While we're on that subject, it's the "random items that caught my eye" post which most make me sad that you can't change the timing of a LiveJournal feed to an interval less than an hour. These things have always struck me as ephemeral and immediate, and even though I know for a fact that most of you don't stop what you're doing immediately and go look at the links, I like to treasure the fantasy that you do (even though, when you do the same, I often don't go immediately myself. Hey, at least I admit to my double standard here).
Anyway.
- Read about the very curious Voynich manuscript and maybe even have a look at it in PDF form, and then you will be ready for today's XKCD. Which, I think, is about as valid as any other theory.
- Hannelore makes a discovery. This should be interesting.
It's okay, you're allowed to admit you don't know what it is. I can't keep all the manga-genre terms straight myself sometimes, nor do I much bother. Here.
- Very interesting article from the Phoenix, in the genre of "I knew it was bad but I didn't know it was that bad." Here's my favorite bit, which I have condensed to read well outside of context - but the whole article is worth a read:
(Emphasis mine.)
I wrote some years ago (it's in the LiveJournal set so it has not made it into archives here yet) a long list of points where "If you are __/believe in __, and you are a Republican, something is wrong." The three biggest ones were if you were non-white, non-heterosexual, and non-male. Apparently people are realizing the truth of this statement. Women have not abandoned the Republicans; instead, what is becoming the (collapsed, white-dwarf-matter) core of the Republican party has abandoned them. Long since, in fact; it's just impossible to ignore now.
- You may also want to read this article on Katherine Ragsdale, a very interesting piece which - for a complex of reasons - I present to you without further comment.
- And, finally, if you didn't read the whole text of Obama's speech in Cairo, you really should. Really.

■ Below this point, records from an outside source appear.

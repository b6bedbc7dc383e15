mod capture;
mod display;
mod filters;
mod metrics;
mod params;

use anyhow::{Context, Result};
use capture::{FrameSource, ScreenCapture};
use clap::Parser;
use display::{ControlEvent, DisplaySink, WindowDisplay};
use filters::FilterRegistry;
use metrics::FpsCounter;
use params::FilterParams;
use std::thread;
use std::time::{Duration, Instant};

const WINDOW_TITLE: &str =
    "screentoon (ESC quit | 1 none 2 pixelate 3 toon | =/- scale | [ ] block | ; ' palette | , . edge | k l colors)";

#[derive(Parser, Debug)]
#[command(author, version, about, long_about = None)]
struct Args {
    /// Display (monitor) index to capture
    #[arg(short, long, default_value_t = 0)]
    monitor: usize,

    /// Target capture rate in frames per second
    #[arg(long, default_value_t = 60)]
    fps: u32,

    /// Working-resolution scale used while filtering
    #[arg(long, default_value_t = 0.6)]
    scale: f32,

    /// Initial filter (none, pixelate, toon)
    #[arg(long, default_value = "toon")]
    filter: String,

    /// Pixelation block size in working-resolution pixels
    #[arg(long, default_value_t = 4)]
    block_size: u32,

    /// Per-channel palette levels for the pixelate filter
    #[arg(long, default_value_t = 10)]
    palette_levels: u32,

    /// Toon low edge threshold (the high threshold is twice this)
    #[arg(long, default_value_t = 80)]
    edge_strength: u8,

    /// Per-channel color levels for the toon filter
    #[arg(long, default_value_t = 8)]
    color_levels: u32,

    /// Enable debug logging
    #[arg(long)]
    debug: bool,
}

fn main() -> Result<()> {
    let args = Args::parse();

    // Initialize logging
    let log_level = if args.debug {
        tracing::Level::DEBUG
    } else {
        tracing::Level::INFO
    };

    tracing_subscriber::fmt()
        .with_max_level(log_level)
        .with_target(false)
        .init();

    tracing::info!("screentoon starting");
    tracing::info!("Monitor: {}", args.monitor);
    tracing::info!("Target FPS: {}", args.fps);
    tracing::info!("Initial filter: {}", args.filter);

    // Initialize capture; an unavailable display is fatal before the loop.
    let mut capture =
        ScreenCapture::new(args.monitor).context("Failed to initialize screen capture")?;
    let (width, height) = capture.resolution();

    // Initialize display
    let mut display =
        WindowDisplay::new(WINDOW_TITLE, width, height).context("Failed to create display window")?;

    let registry = FilterRegistry::with_builtins();
    let mut params = FilterParams::new(
        &args.filter,
        args.scale,
        args.block_size,
        args.palette_levels,
        args.edge_strength,
        args.color_levels,
    );

    // Main loop
    let result = run_pipeline(&mut capture, &mut display, &registry, &mut params, args.fps);

    // Release the capture device on every exit path; the window is dropped
    // right after.
    capture.stop();
    result
}

fn run_pipeline<C, D>(
    capture: &mut C,
    display: &mut D,
    registry: &FilterRegistry,
    params: &mut FilterParams,
    target_fps: u32,
) -> Result<()>
where
    C: FrameSource,
    D: DisplaySink,
{
    let frame_duration = Duration::from_secs_f32(1.0 / target_fps.max(1) as f32);
    let idle_pause = Duration::from_millis(1);
    let mut fps = FpsCounter::new(Duration::from_secs(1));
    let mut frame_count = 0u64;
    let mut total_capture_time = Duration::ZERO;
    let mut total_filter_time = Duration::ZERO;
    let mut total_render_time = Duration::ZERO;

    tracing::info!("Starting main pipeline loop");

    'frames: while display.is_open() {
        let loop_start = Instant::now();

        // Capture frame
        let capture_start = Instant::now();
        let frame = capture.poll_frame().context("Failed to poll frame source")?;
        total_capture_time += capture_start.elapsed();
        let Some(frame) = frame else {
            // Nothing ready yet; a short cooperative pause instead of a
            // busy spin.
            thread::sleep(idle_pause);
            continue;
        };

        // Stylize
        let filter = registry.resolve(params.filter_id());
        let filter_start = Instant::now();
        let styled = filter
            .apply(&frame, params)
            .context("Failed to apply filter")?;
        total_filter_time += filter_start.elapsed();

        // HUD
        fps.tick();
        let mut hud = vec![format!(
            "filter={}  scale={:.2}  fps={:.1}",
            filter.name(),
            params.scale(),
            fps.fps()
        )];
        if let Some(line) = filter.hud_line(params) {
            hud.push(line);
        }

        // Render
        let render_start = Instant::now();
        display
            .present(&styled, &hud)
            .context("Failed to present frame")?;
        total_render_time += render_start.elapsed();

        frame_count += 1;

        // Log stats every 120 frames
        if frame_count % 120 == 0 {
            let avg_capture_ms = total_capture_time.as_secs_f64() * 1000.0 / frame_count as f64;
            let avg_filter_ms = total_filter_time.as_secs_f64() * 1000.0 / frame_count as f64;
            let avg_render_ms = total_render_time.as_secs_f64() * 1000.0 / frame_count as f64;
            tracing::info!(
                "Frame {}: capture={:.1}ms, filter={:.1}ms, render={:.1}ms, fps={:.1}",
                frame_count,
                avg_capture_ms,
                avg_filter_ms,
                avg_render_ms,
                fps.fps()
            );
        }

        // Parameter mutation happens strictly between render and the next
        // capture, so no filter invocation ever observes a change mid-frame.
        for event in display.poll_controls() {
            match event {
                ControlEvent::Quit => break 'frames,
                ControlEvent::SelectFilter(id) => params.select_filter(id),
                ControlEvent::AdjustScale(delta) => params.adjust_scale(delta),
                ControlEvent::AdjustBlockSize(delta) => params.adjust_block_size(delta),
                ControlEvent::AdjustPaletteLevels(delta) => params.adjust_palette_levels(delta),
                ControlEvent::AdjustEdgeStrength(delta) => params.adjust_edge_strength(delta),
                ControlEvent::AdjustColorLevels(delta) => params.adjust_color_levels(delta),
            }
        }

        // Frame rate limiting
        let elapsed = loop_start.elapsed();
        if elapsed < frame_duration {
            thread::sleep(frame_duration - elapsed);
        }
    }

    tracing::info!("Pipeline loop finished after {} frames", frame_count);
    Ok(())
}

#[cfg(test)]
mod tests {
    use super::*;
    use image::{Rgb, RgbImage};

    struct FakeSource {
        width: u32,
        height: u32,
        polls: u32,
        stopped: bool,
    }

    impl FrameSource for FakeSource {
        fn poll_frame(&mut self) -> Result<Option<RgbImage>> {
            self.polls += 1;
            // Every other poll has no frame ready, exercising the idle path.
            if self.polls % 2 == 0 {
                return Ok(None);
            }
            Ok(Some(RgbImage::from_pixel(
                self.width,
                self.height,
                Rgb([200, 200, 200]),
            )))
        }

        fn resolution(&self) -> (u32, u32) {
            (self.width, self.height)
        }

        fn stop(&mut self) {
            self.stopped = true;
        }
    }

    struct FakeSink {
        presented: Vec<(u32, u32)>,
        hud_lines: Vec<usize>,
        quit_after: usize,
    }

    impl DisplaySink for FakeSink {
        fn present(&mut self, frame: &RgbImage, hud: &[String]) -> Result<()> {
            self.presented.push(frame.dimensions());
            self.hud_lines.push(hud.len());
            Ok(())
        }

        fn poll_controls(&mut self) -> Vec<ControlEvent> {
            match self.presented.len() {
                1 => vec![
                    ControlEvent::SelectFilter("pixelate"),
                    ControlEvent::AdjustScale(0.05),
                ],
                n if n >= self.quit_after => vec![ControlEvent::Quit],
                _ => Vec::new(),
            }
        }
    }

    #[test]
    fn driver_presents_frames_and_applies_events_between_iterations() {
        let mut source = FakeSource {
            width: 64,
            height: 48,
            polls: 0,
            stopped: false,
        };
        let mut sink = FakeSink {
            presented: Vec::new(),
            hud_lines: Vec::new(),
            quit_after: 3,
        };
        let registry = FilterRegistry::with_builtins();
        let mut params = FilterParams::default();

        run_pipeline(&mut source, &mut sink, &registry, &mut params, 1000).unwrap();
        source.stop();

        assert_eq!(sink.presented.len(), 3);
        assert!(sink.presented.iter().all(|&dims| dims == (64, 48)));
        // First frame ran the default toon filter (two HUD lines); later
        // frames ran the newly selected pixelate filter.
        assert_eq!(sink.hud_lines[0], 2);
        assert_eq!(params.filter_id(), "pixelate");
        assert!((params.scale() - 0.65).abs() < 1e-6);
        assert!(source.stopped);
    }

    #[test]
    fn driver_survives_an_unknown_filter_selection() {
        struct BogusSink {
            presented: usize,
        }
        impl DisplaySink for BogusSink {
            fn present(&mut self, _frame: &RgbImage, _hud: &[String]) -> Result<()> {
                self.presented += 1;
                Ok(())
            }
            fn poll_controls(&mut self) -> Vec<ControlEvent> {
                if self.presented == 1 {
                    vec![ControlEvent::SelectFilter("bogus")]
                } else {
                    vec![ControlEvent::Quit]
                }
            }
        }

        let mut source = FakeSource {
            width: 16,
            height: 16,
            polls: 0,
            stopped: false,
        };
        let mut sink = BogusSink { presented: 0 };
        let registry = FilterRegistry::with_builtins();
        let mut params = FilterParams::default();

        run_pipeline(&mut source, &mut sink, &registry, &mut params, 1000).unwrap();
        assert!(sink.presented >= 2);
        assert_eq!(params.filter_id(), "bogus");
    }
}
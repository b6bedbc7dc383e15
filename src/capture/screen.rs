use super::FrameSource;
use anyhow::{Context, Result};
use image::RgbImage;
use scrap::{Capturer, Display};
use std::io::ErrorKind;
use thiserror::Error;

#[derive(Debug, Error)]
pub enum CaptureSetupError {
    #[error("no display with index {requested} ({available} available)")]
    DisplayNotFound { requested: usize, available: usize },
}

/// Screen grabber built on `scrap`.
///
/// `frame()` on the capturer is non-blocking and reports `WouldBlock` while
/// the compositor has nothing new, which maps directly onto the source
/// contract's "no frame ready".
pub struct ScreenCapture {
    capturer: Option<Capturer>,
    width: u32,
    height: u32,
}

impl ScreenCapture {
    pub fn new(display_index: usize) -> Result<Self> {
        tracing::info!("Initializing capture for display {}", display_index);

        let mut displays = Display::all().context("Failed to enumerate displays")?;
        let available = displays.len();
        if display_index >= available {
            return Err(CaptureSetupError::DisplayNotFound {
                requested: display_index,
                available,
            }
            .into());
        }
        let display = displays.remove(display_index);

        let capturer = Capturer::new(display).context("Failed to start screen capture")?;
        let width = capturer.width() as u32;
        let height = capturer.height() as u32;

        tracing::info!("Screen capture initialized at {}x{}", width, height);

        Ok(Self {
            capturer: Some(capturer),
            width,
            height,
        })
    }
}

impl FrameSource for ScreenCapture {
    fn poll_frame(&mut self) -> Result<Option<RgbImage>> {
        let Some(capturer) = self.capturer.as_mut() else {
            return Ok(None);
        };

        match capturer.frame() {
            Ok(frame) => Ok(Some(bgra_to_rgb(&frame, self.width, self.height))),
            Err(e) if e.kind() == ErrorKind::WouldBlock => Ok(None),
            Err(e) => Err(e).context("Failed to capture frame"),
        }
    }

    fn resolution(&self) -> (u32, u32) {
        (self.width, self.height)
    }

    fn stop(&mut self) {
        if self.capturer.take().is_some() {
            tracing::info!("Screen capture stopped");
        }
    }
}

/// Normalize a raw BGRA capture buffer to the pipeline's 3-channel frame.
///
/// Capture rows can be padded, so the stride is derived from the buffer
/// length rather than assumed to be `width * 4`.
fn bgra_to_rgb(data: &[u8], width: u32, height: u32) -> RgbImage {
    let stride = data.len() / height as usize;
    RgbImage::from_fn(width, height, |x, y| {
        let i = y as usize * stride + x as usize * 4;
        image::Rgb([data[i + 2], data[i + 1], data[i]])
    })
}
use std::time::Instant;

/// Resources of the recording in flight.
///
/// Created by the recorder when a recording starts, then moved into the
/// capture writer thread, which hands it to the finalizer once drained.
pub struct RecordingSession<F> {
    pub sequence: u32,
    pub temp_name: String,
    pub file: F,
    pub started_at: Instant,
    pub bytes_written: u64,
}

impl<F> RecordingSession<F> {
    pub fn new(sequence: u32, temp_name: String, file: F, started_at: Instant) -> Self {
        Self {
            sequence,
            temp_name,
            file,
            started_at,
            bytes_written: 0,
        }
    }
}
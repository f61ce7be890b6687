use crate::models::error::LoggerError;

/// Pull-style PCM source (e.g. an I2S microphone peripheral).
///
/// The sample rate and bit depth are fixed when the source is initialized;
/// the logger only moves bytes.
pub trait AudioSource: Send {
    /// Read up to `buf.len()` bytes of PCM into `buf`.
    ///
    /// Returns `Ok(0)` when no data is ready yet. Should not block for more
    /// than a short period; the source sets the pace of the whole pipeline.
    /// Errors are treated as transient and the read is retried after a pause.
    fn fill(&mut self, buf: &mut [u8]) -> Result<usize, LoggerError>;
}
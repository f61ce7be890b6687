use std::io::Write;
use std::path::PathBuf;

use crate::models::error::LoggerError;

/// Byte-oriented storage on a mounted filesystem (e.g. an SD card).
///
/// Names are relative to the storage root. Implemented by `FsStorage`.
pub trait Storage: Send + Sync {
    /// Handle returned by `create`, owned by the capture writer while recording.
    type File: Write + Send;

    /// Create (or truncate) a file for appending.
    fn create(&self, name: &str) -> Result<Self::File, LoggerError>;

    /// Overwrite `bytes` at `offset` of an existing, closed file.
    fn patch(&self, name: &str, offset: u64, bytes: &[u8]) -> Result<(), LoggerError>;

    fn rename(&self, from: &str, to: &str) -> Result<(), LoggerError>;

    fn remove(&self, name: &str) -> Result<(), LoggerError>;

    fn exists(&self, name: &str) -> bool;

    /// Size of a file in bytes.
    fn size(&self, name: &str) -> Result<u64, LoggerError>;

    fn read_to_string(&self, name: &str) -> Result<String, LoggerError>;

    /// Replace the contents of a file with `contents`.
    fn write_string(&self, name: &str, contents: &str) -> Result<(), LoggerError>;

    /// Full path of a stored file, for reporting.
    fn path_of(&self, name: &str) -> PathBuf;
}
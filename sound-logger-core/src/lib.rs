//! # sound-logger-core
//!
//! Platform-agnostic core of a trigger-driven sound logger.
//!
//! Records mono 16-bit PCM from an `AudioSource` into WAV files on a
//! `Storage` (normally an SD card) while an enable input and a trigger input
//! are both asserted. Host backends (cpal microphone, GPIO pins, status LED)
//! implement the traits and plug into the generic `Recorder`.
//!
//! ## Architecture
//!
//! ```text
//! sound-logger-core (this crate)
//! ├── traits/       ← AudioSource, Storage, SignalSource, StatusIndicator, RecorderDelegate, Clock
//! ├── models/       ← LoggerConfig, LoggerError, RecorderState, TriggerState, PipelineStats, etc.
//! ├── pipeline/     ← SlotPair handoff, capture reader and writer loops
//! ├── processing/   ← WAV header, PCM conversion, RingBuffer
//! ├── session/      ← Recorder (state machine), Finalizer, Monitor
//! └── storage/      ← FsStorage, IndexStore
//! ```

pub mod models;
pub mod pipeline;
pub mod processing;
pub mod session;
pub mod storage;
pub mod traits;

// Re-export key types at crate root for convenience.
pub use models::config::LoggerConfig;
pub use models::error::LoggerError;
pub use models::indicator::{IndicatorColor, IndicatorMode, IndicatorRequest};
pub use models::recording_result::RecordingResult;
pub use models::signals::TriggerState;
pub use models::state::RecorderState;
pub use models::stats::PipelineStats;
pub use pipeline::slots::SlotPair;
pub use processing::ring_buffer::RingBuffer;
pub use session::finalizer::Finalizer;
pub use session::monitor::Monitor;
pub use session::recorder::Recorder;
pub use storage::fs_storage::FsStorage;
pub use storage::index_store::{IndexLoad, IndexStore};
pub use traits::audio_source::AudioSource;
pub use traits::clock::{Clock, SystemClock};
pub use traits::recorder_delegate::RecorderDelegate;
pub use traits::signal_source::SignalSource;
pub use traits::status_indicator::StatusIndicator;
pub use traits::storage::Storage;
/// Recording lifecycle state machine.
///
/// State transitions:
/// ```text
/// idle ──(enabled ∧ triggered)──→ recording
///  ↑                                  │ (any other signal pair)
///  └──── finalized / abandoned ←── stopping
/// ```
///
/// `Stopping` covers the window between the stop request and the writer
/// finishing its drain and finalization. A new recording cannot start until
/// the state is back to `Idle`.
#[derive(Debug, Clone, Copy, PartialEq, Eq)]
pub enum RecorderState {
    Idle,
    Recording { sequence: u32 },
    Stopping { sequence: u32 },
}

impl RecorderState {
    pub fn is_idle(&self) -> bool {
        matches!(self, Self::Idle)
    }

    pub fn is_recording(&self) -> bool {
        matches!(self, Self::Recording { .. })
    }

    pub fn is_stopping(&self) -> bool {
        matches!(self, Self::Stopping { .. })
    }

    /// Sequence number of the session in flight, if any.
    pub fn sequence(&self) -> Option<u32> {
        match self {
            Self::Recording { sequence } | Self::Stopping { sequence } => Some(*sequence),
            Self::Idle => None,
        }
    }
}
use std::fs::{self, File, OpenOptions};
use std::io::{Seek, SeekFrom, Write};
use std::path::{Path, PathBuf};

use crate::models::error::LoggerError;
use crate::traits::storage::Storage;

/// `Storage` over a directory of the local filesystem (e.g. the SD card mount).
#[derive(Debug, Clone)]
pub struct FsStorage {
    root: PathBuf,
}

impl FsStorage {
    /// Use `root` as the storage directory, creating it if needed.
    pub fn new(root: impl Into<PathBuf>) -> Result<Self, LoggerError> {
        let root = root.into();
        fs::create_dir_all(&root)
            .map_err(|e| LoggerError::StorageError(format!("failed to create {}: {}", root.display(), e)))?;
        Ok(Self { root })
    }

    pub fn root(&self) -> &Path {
        &self.root
    }
}

fn storage_err(action: &str, name: &str, e: std::io::Error) -> LoggerError {
    LoggerError::StorageError(format!("failed to {} {}: {}", action, name, e))
}

impl Storage for FsStorage {
    type File = File;

    fn create(&self, name: &str) -> Result<File, LoggerError> {
        File::create(self.path_of(name)).map_err(|e| storage_err("create", name, e))
    }

    fn patch(&self, name: &str, offset: u64, bytes: &[u8]) -> Result<(), LoggerError> {
        let mut file = OpenOptions::new()
            .read(true)
            .write(true)
            .open(self.path_of(name))
            .map_err(|e| storage_err("open", name, e))?;
        file.seek(SeekFrom::Start(offset))
            .map_err(|e| storage_err("seek", name, e))?;
        file.write_all(bytes).map_err(|e| storage_err("patch", name, e))?;
        file.sync_all().map_err(|e| storage_err("sync", name, e))?;
        Ok(())
    }

    fn rename(&self, from: &str, to: &str) -> Result<(), LoggerError> {
        fs::rename(self.path_of(from), self.path_of(to)).map_err(|e| storage_err("rename", from, e))
    }

    fn remove(&self, name: &str) -> Result<(), LoggerError> {
        fs::remove_file(self.path_of(name)).map_err(|e| storage_err("remove", name, e))
    }

    fn exists(&self, name: &str) -> bool {
        self.path_of(name).exists()
    }

    fn size(&self, name: &str) -> Result<u64, LoggerError> {
        fs::metadata(self.path_of(name))
            .map(|m| m.len())
            .map_err(|e| storage_err("stat", name, e))
    }

    fn read_to_string(&self, name: &str) -> Result<String, LoggerError> {
        fs::read_to_string(self.path_of(name)).map_err(|e| storage_err("read", name, e))
    }

    fn write_string(&self, name: &str, contents: &str) -> Result<(), LoggerError> {
        fs::write(self.path_of(name), contents).map_err(|e| storage_err("write", name, e))
    }

    fn path_of(&self, name: &str) -> PathBuf {
        self.root.join(name)
    }
}
use std::path::PathBuf;

use super::stats::PipelineStats;

/// Result of a recording that was finalized and renamed to its durable name.
#[derive(Debug, Clone, PartialEq)]
pub struct RecordingResult {
    pub sequence: u32,
    pub file_name: String,
    pub file_path: PathBuf,
    /// Whole seconds between session start and finalization.
    pub duration_secs: u64,
    /// PCM bytes in the data chunk (file size minus the 44-byte header).
    pub data_bytes: u64,
    pub stats: PipelineStats,
    /// False when the index file could not be updated. The recording itself
    /// is intact; only the next boot may reuse this sequence number.
    pub index_persisted: bool,
    /// RFC 3339 UTC timestamp of finalization.
    pub finished_at: String,
}
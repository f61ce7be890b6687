//! Double-buffered capture pipeline.
//!
//! ```text
//! [AudioSource] → reader thread → SlotPair (2 slots, depth-1 handoff) → writer thread → [Storage file]
//! ```

pub mod reader;
pub mod slots;
pub mod writer;
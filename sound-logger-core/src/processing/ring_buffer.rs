/// Fixed-capacity circular buffer of 16-bit PCM samples.
///
/// Bridges push-style audio callbacks and the pull-style `AudioSource`.
/// Wrap in `Arc<parking_lot::Mutex<RingBuffer>>` for cross-thread access.
///
/// Overflow behavior: drops oldest samples and counts them.
#[derive(Debug)]
pub struct RingBuffer {
    buffer: Box<[i16]>,
    write_index: usize,
    read_index: usize,
    available: usize,
    overflowed: u64,
}

impl RingBuffer {
    pub fn new(capacity: usize) -> Self {
        Self {
            buffer: vec![0; capacity.max(1)].into_boxed_slice(),
            write_index: 0,
            read_index: 0,
            available: 0,
            overflowed: 0,
        }
    }

    /// Write samples into the ring buffer.
    ///
    /// If the buffer overflows, the oldest samples are dropped.
    /// If `samples` is larger than capacity, only the last `capacity` samples are kept.
    pub fn write(&mut self, samples: &[i16]) {
        if samples.is_empty() {
            return;
        }
        let capacity = self.capacity();

        let samples = if samples.len() > capacity {
            self.overflowed += (samples.len() - capacity) as u64;
            &samples[samples.len() - capacity..]
        } else {
            samples
        };

        let overflow = (self.available + samples.len()).saturating_sub(capacity);
        if overflow > 0 {
            self.read_index = (self.read_index + overflow) % capacity;
            self.available -= overflow;
            self.overflowed += overflow as u64;
        }

        for &sample in samples {
            self.buffer[self.write_index] = sample;
            self.write_index = (self.write_index + 1) % capacity;
        }
        self.available += samples.len();
    }

    /// Move up to `out.len()` samples into `out`. Returns how many were read.
    pub fn read_into(&mut self, out: &mut [i16]) -> usize {
        let to_read = out.len().min(self.available);
        let capacity = self.capacity();
        for slot in out.iter_mut().take(to_read) {
            *slot = self.buffer[self.read_index];
            self.read_index = (self.read_index + 1) % capacity;
        }
        self.available -= to_read;
        to_read
    }

    /// Number of samples currently available for reading.
    pub fn count(&self) -> usize {
        self.available
    }

    pub fn is_empty(&self) -> bool {
        self.available == 0
    }

    /// Total samples discarded by overflow since creation or the last reset.
    pub fn overflowed(&self) -> u64 {
        self.overflowed
    }

    /// Reset the buffer to empty state.
    pub fn reset(&mut self) {
        self.write_index = 0;
        self.read_index = 0;
        self.available = 0;
        self.overflowed = 0;
    }

    pub fn capacity(&self) -> usize {
        self.buffer.len()
    }
}
//! Push-to-pull bridge between a callback-driven audio device and the
//! capture reader.

use std::sync::Arc;

use parking_lot::Mutex;

use sound_logger_core::models::error::LoggerError;
use sound_logger_core::processing::pcm::{self, LinearResampler};
use sound_logger_core::processing::ring_buffer::RingBuffer;
use sound_logger_core::traits::audio_source::AudioSource;

struct Intake {
    ring: RingBuffer,
    resampler: LinearResampler,
}

/// Cloneable handle to a shared mono i16 ring buffer at the logger rate.
///
/// The device callback calls `push`; the recorder owns a clone and drains it
/// through `AudioSource::fill`. When nothing drains it (recorder idle) the
/// oldest samples are overwritten.
#[derive(Clone)]
pub struct BufferedSource {
    intake: Arc<Mutex<Intake>>,
    sample_rate: u32,
}

impl BufferedSource {
    /// Buffer holding `seconds` of audio at `sample_rate`.
    pub fn new(sample_rate: u32, seconds: f32) -> Self {
        let capacity = (sample_rate as f32 * seconds.max(0.0)) as usize;
        Self {
            intake: Arc::new(Mutex::new(Intake {
                ring: RingBuffer::new(capacity),
                resampler: LinearResampler::new(sample_rate, sample_rate),
            })),
            sample_rate,
        }
    }

    pub fn sample_rate(&self) -> u32 {
        self.sample_rate
    }

    /// Append interleaved float frames captured at `rate` with `channels`.
    ///
    /// Successive calls are treated as one continuous stream; a change of
    /// `rate` starts a new one.
    pub fn push(&self, samples: &[f32], rate: u32, channels: u16) {
        let mono = pcm::downmix_to_mono(samples, channels);
        let mut intake = self.intake.lock();
        if intake.resampler.source_rate() != rate {
            intake.resampler = LinearResampler::new(rate, self.sample_rate);
        }
        let mut resampled = Vec::with_capacity(mono.len());
        intake.resampler.process(&mono, &mut resampled);
        intake.ring.write(&pcm::f32_to_i16(&resampled));
    }

    /// Samples waiting to be read.
    pub fn available(&self) -> usize {
        self.intake.lock().ring.count()
    }

    /// Samples lost to overflow since the last `clear`.
    pub fn overflowed(&self) -> u64 {
        self.intake.lock().ring.overflowed()
    }

    /// Discard buffered audio, e.g. stale audio from before a recording.
    pub fn clear(&self) {
        let mut intake = self.intake.lock();
        intake.ring.reset();
        intake.resampler.reset();
    }
}

impl AudioSource for BufferedSource {
    fn fill(&mut self, buf: &mut [u8]) -> Result<usize, LoggerError> {
        let mut samples = vec![0i16; buf.len() / 2];
        let count = self.intake.lock().ring.read_into(&mut samples);
        Ok(pcm::i16_to_le_bytes(&samples[..count], buf))
    }
}
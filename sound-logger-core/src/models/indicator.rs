use super::signals::TriggerState;
use super::state::RecorderState;

/// Named colors understood by the status light.
#[derive(Debug, Clone, Copy, PartialEq, Eq, Hash)]
pub enum IndicatorColor {
    Red,
    Green,
    Blue,
    Yellow,
    Off,
}

impl IndicatorColor {
    /// Dimmed RGB levels for a single addressable LED.
    pub fn rgb(&self) -> (u8, u8, u8) {
        match self {
            Self::Red => (10, 0, 0),
            Self::Green => (0, 10, 0),
            Self::Blue => (0, 0, 10),
            Self::Yellow => (10, 10, 0),
            Self::Off => (0, 0, 0),
        }
    }
}

#[derive(Debug, Clone, Copy, PartialEq, Eq, Hash)]
pub enum IndicatorMode {
    Solid,
    Blink,
}

/// What the status light should show. Rendering and blink timing belong to
/// the `StatusIndicator` implementation.
#[derive(Debug, Clone, Copy, PartialEq, Eq, Hash)]
pub struct IndicatorRequest {
    pub color: IndicatorColor,
    pub mode: IndicatorMode,
}

impl IndicatorRequest {
    pub fn new(color: IndicatorColor, mode: IndicatorMode) -> Self {
        Self { color, mode }
    }

    /// Status shown for a recorder state and the inputs that produced it.
    ///
    /// - red blink: disabled
    /// - green blink: enabled, waiting for trigger
    /// - blue blink: recording
    /// - yellow solid: draining and finalizing
    pub fn for_state(state: &RecorderState, signals: &TriggerState) -> Self {
        match state {
            RecorderState::Recording { .. } => Self::new(IndicatorColor::Blue, IndicatorMode::Blink),
            RecorderState::Stopping { .. } => Self::new(IndicatorColor::Yellow, IndicatorMode::Solid),
            RecorderState::Idle if signals.enabled => Self::new(IndicatorColor::Green, IndicatorMode::Blink),
            RecorderState::Idle => Self::new(IndicatorColor::Red, IndicatorMode::Blink),
        }
    }
}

This speech is the kind of thing that will cheer some, disappoint others, anger others. Reaction to it has run the predictable gamut. (If you'd like to collect reactions, Sullivan reports on many of them from various sources in subsequent posts; just rummage a bit.)
But the thing to amaze is that this speech was made by a sitting President of the United States at all. Can you imagine any other President making this speech, at any other point in our recent history?
Mel:
I've had somebody on my friendslist for a couple of years named "yaoiandpocky" but I still had to go look both of them up when they started the Marigold sequence last week. I had guessed pretty much right about yaoi, but I had no idea that Pocky was a type of candy!
-- 20:47, 5 June 2009 (BST)
Mel:
Oh, also, @iain - That famous quote, "If men could get pregnant, abortion would be a sacrament" is interestingly similar, in a way. (Was it Alan Alda who said it?) I used to think that was a gigantic exaggeration but now I'm not so sure.
-- 20:54, 5 June 2009 (BST)

Iain:
Hannelore makes a discovery. This should be interesting.
...Oh, dear.
(I have, as you might well imagine, a somewhat ... ambivalent relationship with yaoi.)
You may also want to read this article on Katherine Ragsdale, a very interesting piece which - for a complex of reasons - I present to you without further comment.
I do not believe that I have ever seen abortion described in quite that way by anyone. In public, anyway.